→ **Action item**
Among the lines of data below, reproduce only those from the one with "Err(err) if is_timeout(&err)" through the one with "let sink = Arc::new(CollectingSink", exactly as they stand, both ends included.

→ **Study material**
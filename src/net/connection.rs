//! A framed TCP session (spec.md §4.6). Frames are UTF-8 JSON documents
//! terminated by the literal ASCII sequence `-TSN`; there is no length
//! prefix, so the receiver buffers bytes and splits on the terminator.
//!
//! Grounded directly on `original_source/connection.py`'s `send`/`run`
//! loop: a per-connection thread with a short read timeout, one
//! `terminate_flag`, and the exact `-TSN` buffering discipline.

use crate::error::NetError;
use log::debug;
use std::io::{Read, Write};
use std::net::{SocketAddr, TcpStream};
use std::sync::atomic::{AtomicBool, AtomicU64, Ordering};
use std::sync::{Arc, Mutex};
use std::thread::{self, JoinHandle};
use std::time::{Duration, SystemTime, UNIX_EPOCH};

pub const FRAME_TERMINATOR: &str = "-TSN";
const READ_TIMEOUT: Duration = Duration::from_secs(1);

#[derive(Debug, Clone, Copy, PartialEq, Eq)]
pub enum PeerDirection {
    Inbound,
    Outbound,
}

/// Anything a connection's receive loop can hand a completed frame to.
/// Implemented by `GossipHandler`; kept as a trait so `PeerConnection`
/// never needs to know about the gossip layer's internals.
pub trait FrameSink: Send + Sync {
    /// Called once a peer is registered, before its receive loop starts
    /// consuming frames. Outbound connections use this to send the
    /// opening handshake.
    fn on_connected(&self, conn: &Arc<PeerConnection>);
    fn on_frame(&self, conn: &Arc<PeerConnection>, frame: String);
    fn on_disconnect(&self, conn: &Arc<PeerConnection>);
}

/// Everything the gossip layer learns about a peer over the life of a
/// connection.
#[derive(Debug, Clone, Default)]
pub struct PeerMeta {
    pub version: Option<String>,
    pub services: Option<u32>,
    pub block_height: u64,
}

pub struct PeerConnection {
    pub node_id: String,
    pub direction: PeerDirection,
    pub remote_addr: SocketAddr,
    stream: Mutex<TcpStream>,
    terminate: Arc<AtomicBool>,
    last_send_nanos: AtomicU64,
    last_recv_nanos: AtomicU64,
    pub meta: Mutex<PeerMeta>,
}

impl PeerConnection {
    pub fn new(node_id: String, direction: PeerDirection, remote_addr: SocketAddr, stream: TcpStream) -> Arc<Self> {
        let _ = stream.set_read_timeout(Some(READ_TIMEOUT));

        Arc::new(PeerConnection {
            node_id,
            direction,
            remote_addr,
            stream: Mutex::new(stream),
            terminate: Arc::new(AtomicBool::new(false)),
            last_send_nanos: AtomicU64::new(0),
            last_recv_nanos: AtomicU64::new(0),
            meta: Mutex::new(PeerMeta::default()),
        })
    }

    pub fn is_terminated(&self) -> bool {
        self.terminate.load(Ordering::Relaxed)
    }

    pub fn terminate(&self) {
        self.terminate.store(true, Ordering::Relaxed);
    }

    pub fn last_send_nanos(&self) -> u64 {
        self.last_send_nanos.load(Ordering::Relaxed)
    }

    pub fn last_recv_nanos(&self) -> u64 {
        self.last_recv_nanos.load(Ordering::Relaxed)
    }

    /// Appends the frame terminator, writes, and updates `last_send`. Sets
    /// the terminate flag on any I/O error rather than propagating it —
    /// per spec.md §7, transport errors drop the peer, they are never
    /// fatal to the engine.
    pub fn send(&self, text: &str) {
        let mut framed = String::with_capacity(text.len() + FRAME_TERMINATOR.len());
        framed.push_str(text);
        framed.push_str(FRAME_TERMINATOR);

        let result = {
            let mut stream = self.stream.lock().unwrap();
            stream.write_all(framed.as_bytes())
        };

        match result {
            Ok(()) => self.last_send_nanos.store(now_nanos(), Ordering::Relaxed),
            Err(err) => {
                debug!("connection to {} stopping: {err}", self.remote_addr);
                self.terminate();
            }
        }
    }

    /// Spawns the receive loop on its own thread. Each extracted frame is
    /// handed to `sink` without interpretation; a zero-length read or any
    /// I/O error sets the terminate flag and ends the loop.
    pub fn spawn_receive_loop(self: &Arc<Self>, sink: Arc<dyn FrameSink>) -> JoinHandle<()> {
        let conn = Arc::clone(self);

        thread::spawn(move || {
            let mut buffer = String::new();
            let mut chunk = [0u8; 4096];

            while !conn.is_terminated() {
                let read_result = {
                    let mut stream = conn.stream.lock().unwrap();
                    stream.read(&mut chunk)
                };

                match read_result {
                    Ok(0) => {
                        conn.terminate();
                        break;
                    }
                    Ok(n) => {
                        conn.last_recv_nanos.store(now_nanos(), Ordering::Relaxed);
                        buffer.push_str(&String::from_utf8_lossy(&chunk[..n]));

                        while let Some(idx) = buffer.find(FRAME_TERMINATOR) {
                            let frame = buffer[..idx].to_owned();
                            buffer.drain(..idx + FRAME_TERMINATOR.len());
                            sink.on_frame(&conn, frame);
                        }
                    }
                    Err(err) if is_timeout(&err) => continue,
                    Err(_) => {
                        conn.terminate();
                        break;
                    }
                }
            }

            sink.on_disconnect(&conn);
        })
    }
}

fn is_timeout(err: &std::io::Error) -> bool {
    matches!(
        err.kind(),
        std::io::ErrorKind::WouldBlock | std::io::ErrorKind::TimedOut
    )
}

fn now_nanos() -> u64 {
    SystemTime::now()
        .duration_since(UNIX_EPOCH)
        .map(|d| d.as_nanos() as u64)
        .unwrap_or(0)
}

/// Connects to `addr` and performs the frameless 8-char node-id exchange
/// that precedes JSON framing (spec.md §4.7).
pub fn dial_and_exchange_id(addr: SocketAddr, my_id: &str) -> Result<(Arc<PeerConnection>, String), NetError> {
    let mut stream = TcpStream::connect(addr)?;
    stream.write_all(my_id.as_bytes())?;

    let mut buf = [0u8; 4096];
    let n = stream.read(&mut buf)?;
    if n == 0 {
        return Err(NetError::ConnectionClosed);
    }
    let peer_id = String::from_utf8_lossy(&buf[..n]).into_owned();

    let conn = PeerConnection::new(peer_id.clone(), PeerDirection::Outbound, addr, stream);
    Ok((conn, peer_id))
}

#[cfg(test)]
mod tests {
    use super::*;
    use std::net::TcpListener;
    use std::sync::Mutex as StdMutex;

    struct CollectingSink {
        frames: StdMutex<Vec<String>>,
    }

    impl FrameSink for CollectingSink {
        fn on_connected(&self, _conn: &Arc<PeerConnection>) {}

        fn on_frame(&self, _conn: &Arc<PeerConnection>, frame: String) {
            self.frames.lock().unwrap().push(frame);
        }

        fn on_disconnect(&self, _conn: &Arc<PeerConnection>) {}
    }

    #[test]
    fn frames_are_split_on_the_terminator() {
        let listener = TcpListener::bind("127.0.0.1:0").unwrap();
        let addr = listener.local_addr().unwrap();

        let server_thread = thread::spawn(move || {
            let (stream, remote) = listener.accept().unwrap();
            PeerConnection::new("abcd1234".to_owned(), PeerDirection::Inbound, remote, stream)
        });

        let client = TcpStream::connect(addr).unwrap();
        let server_conn = server_thread.join().unwrap();

        let sink = Arc::new(CollectingSink { frames: StdMutex::new(vec![]) });
        server_conn.spawn_receive_loop(sink.clone());

        let mut client = client;
        client.write_all(b"{\"a\":1}-TSN{\"b\":2}-TSN").unwrap();

        thread::sleep(Duration::from_millis(200));
        server_conn.terminate();

        let frames = sink.frames.lock().unwrap();
        assert_eq!(*frames, vec!["{\"a\":1}".to_owned(), "{\"b\":2}".to_owned()]);
    }
}
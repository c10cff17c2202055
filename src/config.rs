//! Process-level configuration (spec.md §6 "process bootstrap"). The
//! teacher's own `main.rs` has no flag parsing at all — it forwards
//! `env::args()` straight into its command dispatcher — so this is a new
//! ambient layer, grounded on `mintlayer-core`'s workspace-wide use of
//! `clap` derive CLIs rather than ported from the teacher.

use clap::Parser;
use std::net::SocketAddr;
use std::path::PathBuf;

#[derive(Parser, Debug, Clone)]
#[command(name = "votechain-node", about = "A peer-to-peer voting ledger node")]
pub struct NodeConfig {
    /// Address to listen for peer connections on.
    #[arg(long, default_value = "0.0.0.0:54846")]
    pub listen_addr: SocketAddr,

    /// Address of an existing node to bootstrap peers from. Omit to start
    /// a fresh network.
    #[arg(long)]
    pub seed_peer: Option<SocketAddr>,

    /// Path to the sqlite ledger file. Defaults to an in-memory store if
    /// omitted, useful for local experimentation.
    #[arg(long)]
    pub db_path: Option<PathBuf>,

    /// Start mining immediately on boot.
    #[arg(long)]
    pub mine: bool,

    /// Address credited for mined blocks and genesis's initial supply.
    /// Generates a throwaway key if omitted.
    #[arg(long)]
    pub miner_address: Option<String>,

    /// Required leading zero hex digits in a block hash.
    #[arg(long, default_value_t = 6)]
    pub difficulty: u32,

    /// Empty tokens awarded per mined block.
    #[arg(long, default_value_t = 10)]
    pub mining_reward: u64,
}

→ **Your solution**
                    Err(err) if is_timeout(&err) => continue,
                    Err(_) => {
                        conn.terminate();
                        break;
                    }
                }
            }

            sink.on_disconnect(&conn);
        })
    }
}

fn is_timeout(err: &std::io::Error) -> bool {
    matches!(
        err.kind(),
        std::io::ErrorKind::WouldBlock | std::io::ErrorKind::TimedOut
    )
}

fn now_nanos() -> u64 {
    SystemTime::now()
        .duration_since(UNIX_EPOCH)
        .map(|d| d.as_nanos() as u64)
        .unwrap_or(0)
}

/// Connects to `addr` and performs the frameless 8-char node-id exchange
/// that precedes JSON framing (spec.md §4.7).
pub fn dial_and_exchange_id(addr: SocketAddr, my_id: &str) -> Result<(Arc<PeerConnection>, String), NetError> {
    let mut stream = TcpStream::connect(addr)?;
    stream.write_all(my_id.as_bytes())?;

    let mut buf = [0u8; 4096];
    let n = stream.read(&mut buf)?;
    if n == 0 {
        return Err(NetError::ConnectionClosed);
    }
    let peer_id = String::from_utf8_lossy(&buf[..n]).into_owned();

    let conn = PeerConnection::new(peer_id.clone(), PeerDirection::Outbound, addr, stream);
    Ok((conn, peer_id))
}

#[cfg(test)]
mod tests {
    use super::*;
    use std::net::TcpListener;
    use std::sync::Mutex as StdMutex;

    struct CollectingSink {
        frames: StdMutex<Vec<String>>,
    }

    impl FrameSink for CollectingSink {
        fn on_connected(&self, _conn: &Arc<PeerConnection>) {}

        fn on_frame(&self, _conn: &Arc<PeerConnection>, frame: String) {
            self.frames.lock().unwrap().push(frame);
        }

        fn on_disconnect(&self, _conn: &Arc<PeerConnection>) {}
    }

    #[test]
    fn frames_are_split_on_the_terminator() {
        let listener = TcpListener::bind("127.0.0.1:0").unwrap();
        let addr = listener.local_addr().unwrap();

        let server_thread = thread::spawn(move || {
            let (stream, remote) = listener.accept().unwrap();
            PeerConnection::new("abcd1234".to_owned(), PeerDirection::Inbound, remote, stream)
        });

        let client = TcpStream::connect(addr).unwrap();
        let server_conn = server_thread.join().unwrap();

        let sink = Arc::new(CollectingSink { frames: StdMutex::new(vec![]) });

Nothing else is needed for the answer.